Oettinger verfolgt daher einen strategischen Ansatz. Es sei für Europa wichtig, in der EU industrielle Kompetenz zur Abwehr von Cyberangriffen zu halten und die Abwanderung von Unternehmen zu stoppen. Es gehe nicht nur um das Vorhalten von Sicherheitstechnologien, sondern auch um Marktchancen für die Wirtschaft. Der globale Markt für die Cybersicherheits-Branche habe das größte Wachstumspotenzial im IT-Bereich. Es gehe darum, Europa zum führenden Spieler zu machen. Dazu gehöre ein hoher regulatorischer Standard für Datensicherheit, umfassender Schutz persönlicher Daten und die Möglichkeit, auf Angriffe professionell zu reagieren. Ziel der Kommission ist, dass die Cybersicherheitsbranche in der EU ihren Anteil am Weltmarkt von 25 Prozent hält und ihr Umsatz jährlich um acht Prozent wächst.

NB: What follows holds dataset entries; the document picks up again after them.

use chrono::Utc;
use reqwest::Client;
use serde_json::Value;

use crate::{config::Credentials, types::Token, warning};

/// Exchanges client credentials for an access token.
///
/// Sends a single form-encoded POST to the configured token endpoint with
/// the `client_credentials` grant type and the application's client id and
/// secret, and reads the `access_token` field from the JSON response.
///
/// # Arguments
///
/// * `credentials` - Client id, secret and token endpoint URL
///
/// # Returns
///
/// Returns `Some(Token)` carrying the token string and the acquisition
/// timestamp, or `None` when no token could be obtained. The caller always
/// receives an explicit absence; this function never panics and never
/// propagates an error.
///
/// # Failure Conditions
///
/// All of the following collapse into `None`, with a diagnostic printed at
/// the point of detection:
/// - network or transport error reaching the token endpoint
/// - non-2xx HTTP status from the token endpoint
/// - response JSON missing the `access_token` field
///
/// # Retry Behavior
///
/// One attempt per call, no retry. Every fetch requests its own fresh
/// token, so a transient failure here only degrades the current operation.
///
/// # Example
///
/// ```
/// let creds = Credentials::from_env();
/// match acquire_token(&creds).await {
///     Some(token) => println!("token: {}", token.access_token),
///     None => println!("no token"),
/// }
/// ```
pub async fn acquire_token(credentials: &Credentials) -> Option<Token> {
    let client = Client::new();
    let response = client
        .post(&credentials.token_url)
        .form(&[
            ("grant_type", "client_credentials"),
            ("client_id", &credentials.client_id),
            ("client_secret", &credentials.client_secret),
        ])
        .send()
        .await;

    let response = match response {
        Ok(resp) => match resp.error_for_status() {
            Ok(valid_response) => valid_response,
            Err(err) => {
                warning!("Error fetching token: {}", err);
                return None;
            }
        },
        Err(err) => {
            warning!("Error fetching token: {}", err);
            return None;
        }
    };

    let json: Value = match response.json().await {
        Ok(json) => json,
        Err(err) => {
            warning!("Error fetching token: {}", err);
            return None;
        }
    };

    match json["access_token"].as_str() {
        Some(token) => Some(Token {
            access_token: token.to_string(),
            obtained_at: Utc::now().timestamp() as u64,
        }),
        None => {
            warning!("Token response is missing the access_token field.");
            None
        }
    }
}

Die Zusammenarbeit von Behörden, darunter auch das Militär, und den Unternehmen, die ihr Geld mit der Abwehr von Cyberattacken verdienen, soll besser werden. Bislang ist sie mangelhaft. Wissen und Expertise seien zwar vorhanden, heißt es in einem Papier der EU-Kommission, es sei aber "zu sehr verstreut und nicht strukturiert" abrufbar. Die Unternehmen würden zu wenig kooperieren. Wohl auch aus Sorge, Wissen an die Konkurrenz zu verlieren. Daher peilt Oettingers Ansatz nun eine Zusammenarbeit in der Grundlagenforschung an - also bevor der Wettbewerb losgeht.